Breast Cancer Awareness Month in Ghana

Mary and Tonja

As soon as the boarders were open, I decided to go on an overdue trip to provide health education and outreach in Ghana. While there, I met a young lady, Mary, who was excited to share with me what she recently learned at her church’s Breast Cancer Awareness Month event.

Mary and I discussed risk factors, signs and symptoms, how to do a self-breast exam, and what she learned about breast cancer in the United States. Because I wanted to learn specifically about breast cancer in Ghana, I decided to ask Mary a few questions.

Tonja: What did you learn about breast cancer here in Ghana?

Mary: Breast cancer in Ghana has increased every year.  The last two years, it has increased. But, if a woman has a lump and it is detected early, the cancer can be removed, so that she can be free from cancer.

Tonja: Do women here go to the doctor to get a breast exam every year?

Mary: You know…in Ghana, most people feel shy to go to the doctor, or maybe they don’t go because of low income.  They may be afraid that if they go to the doctors, they’ll be charged and not have the money for it.  They may think, “Why would I force myself to go to the doctors without having money,” so they don’t go.  Those who have money in big cities like Accra, Kumasi, Cape Coast, they may pay and have health exams. Those who have family that work at health facilities may also get checked.

Tonja: Do you think there is anything that can be done to make people feel less afraid or shy of getting a breast exam?

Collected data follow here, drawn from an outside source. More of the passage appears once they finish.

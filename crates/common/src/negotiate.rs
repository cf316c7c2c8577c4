use std::collections::HashSet;
use std::fmt;

/// Stored files are immutable once committed; a re-upload gets a new name.
pub const IMMUTABLE_CACHE_CONTROL: &str = "public, max-age=31536000, immutable";

const DEFAULT_CONTENT_TYPE: &str = "application/octet-stream";

const PREVIEWABLE: &[&str] = &[
    ".jpg", ".jpeg", ".png", ".gif", ".webp", ".svg", ".bmp", ".ico", ".avif", ".pdf", ".mp3",
    ".wav", ".ogg", ".m4a", ".aac", ".flac", ".mp4", ".webm", ".ogv", ".mov",
];

#[derive(Debug, Clone, Copy, PartialEq, Eq)]
pub enum Disposition {
    Inline,
    Attachment,
}

impl Disposition {
    pub fn as_str(&self) -> &'static str {
        match self {
            Disposition::Inline => "inline",
            Disposition::Attachment => "attachment",
        }
    }

    /// Full `Content-Disposition` value for `filename`.
    ///
    /// Carries an ASCII fallback plus an RFC 5987 `filename*` parameter so
    /// non-ASCII names survive.
    pub fn header_value(&self, filename: &str) -> String {
        let fallback: String = filename
            .chars()
            .map(|c| {
                if c.is_ascii() && !c.is_ascii_control() && c != '"' && c != '\\' {
                    c
                } else {
                    '_'
                }
            })
            .collect();
        format!(
            "{}; filename=\"{}\"; filename*=UTF-8''{}",
            self.as_str(),
            fallback,
            urlencoding::encode(filename)
        )
    }
}

impl fmt::Display for Disposition {
    fn fmt(&self, f: &mut fmt::Formatter<'_>) -> fmt::Result {
        f.write_str(self.as_str())
    }
}

#[derive(Debug, Clone, PartialEq, Eq)]
pub struct NegotiatedHeaders {
    pub content_type: String,
    pub disposition: Disposition,
    pub cache_control: &'static str,
}

impl NegotiatedHeaders {
    /// `Content-Disposition` value for serving `filename` with these headers.
    pub fn content_disposition(&self, filename: &str) -> String {
        self.disposition.header_value(filename)
    }
}

/// Decides how a stored file is presented when served.
#[derive(Debug, Clone)]
pub struct ContentNegotiator {
    previewable: HashSet<&'static str>,
}

impl Default for ContentNegotiator {
    fn default() -> Self {
        Self {
            previewable: PREVIEWABLE.iter().copied().collect(),
        }
    }
}

impl ContentNegotiator {
    pub fn new() -> Self {
        Self::default()
    }

    /// `extension` is lowercased and includes the leading dot, or is `None`
    /// for names without one.
    pub fn headers(&self, extension: Option<&str>, download: bool) -> NegotiatedHeaders {
        let content_type = extension
            .and_then(|ext| mime_guess::from_ext(ext.trim_start_matches('.')).first_raw())
            .unwrap_or(DEFAULT_CONTENT_TYPE)
            .to_string();
        let previewable = extension.is_some_and(|ext| self.previewable.contains(ext));
        let disposition = if download || !previewable {
            Disposition::Attachment
        } else {
            Disposition::Inline
        };
        NegotiatedHeaders {
            content_type,
            disposition,
            cache_control: IMMUTABLE_CACHE_CONTROL,
        }
    }
}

Mary: If someone has a family member that works at the doctor, and they are diagnosed, they may be afraid that the news will spread. If possible, avoid going to a doctor where you have a family member or know someone.

Tonja: Do you think the stigma of breast cancer is just as bad as having HIV?

Mary: Yes. For example, if you have breast cancer and have to have your breast removed, people may stare and talk because it is different. We don’t really see that. People will talk.

Tonja: What do you think can be done for more women to get checked and decrease stigma?

Mary: I think more breast cancer awareness. It gives women education and information about breast cancer and helps them to know they can get help. Women can also get to know that they need to have their breast checked each year.

One thing that I’ve learned about being in Ghana is how many people view food as medicine.  Mary also learned about the benefits of eating a variety of local fruits and vegetables to lower a person’s risk of developing breast cancer. 

Like many others, Mary believes in the benefits of eating a variety of fruits and vegetables to prevent some cancers.
Sour Sop, also known as “Sweet Apple,” is recommended for cancer prevention in Ghana

Fast Facts about Breast Cancer in Ghana

  • Breast cancer is the most common type of cancer in Sub-Saharan Africa
  • Breast cancer is diagnosed at early ages across Africa than on other continents
  • The highest incidence rates of breast cancer in Ghana is for women ages 40 to 46
  • Forty-seven to 57% of breast cancer cases in Ghana are women diagnosed under 50 years of age

Source: Iddrisu, M., Aziato, L. & Dedey, F. Psychological and physical effects of breast cancer diagnosis and treatment on young Ghanaian women: a qualitative study. BMC Psychiatry 20, 353 (2020). https://doi.org/10.1186/s12888-020-02760-4

Because of health observances like Breast Cancer Awareness Month, people all over the world are seeking knowledge, gaining knowledge, and making small changes; and in my opinion, combating stigma little by little.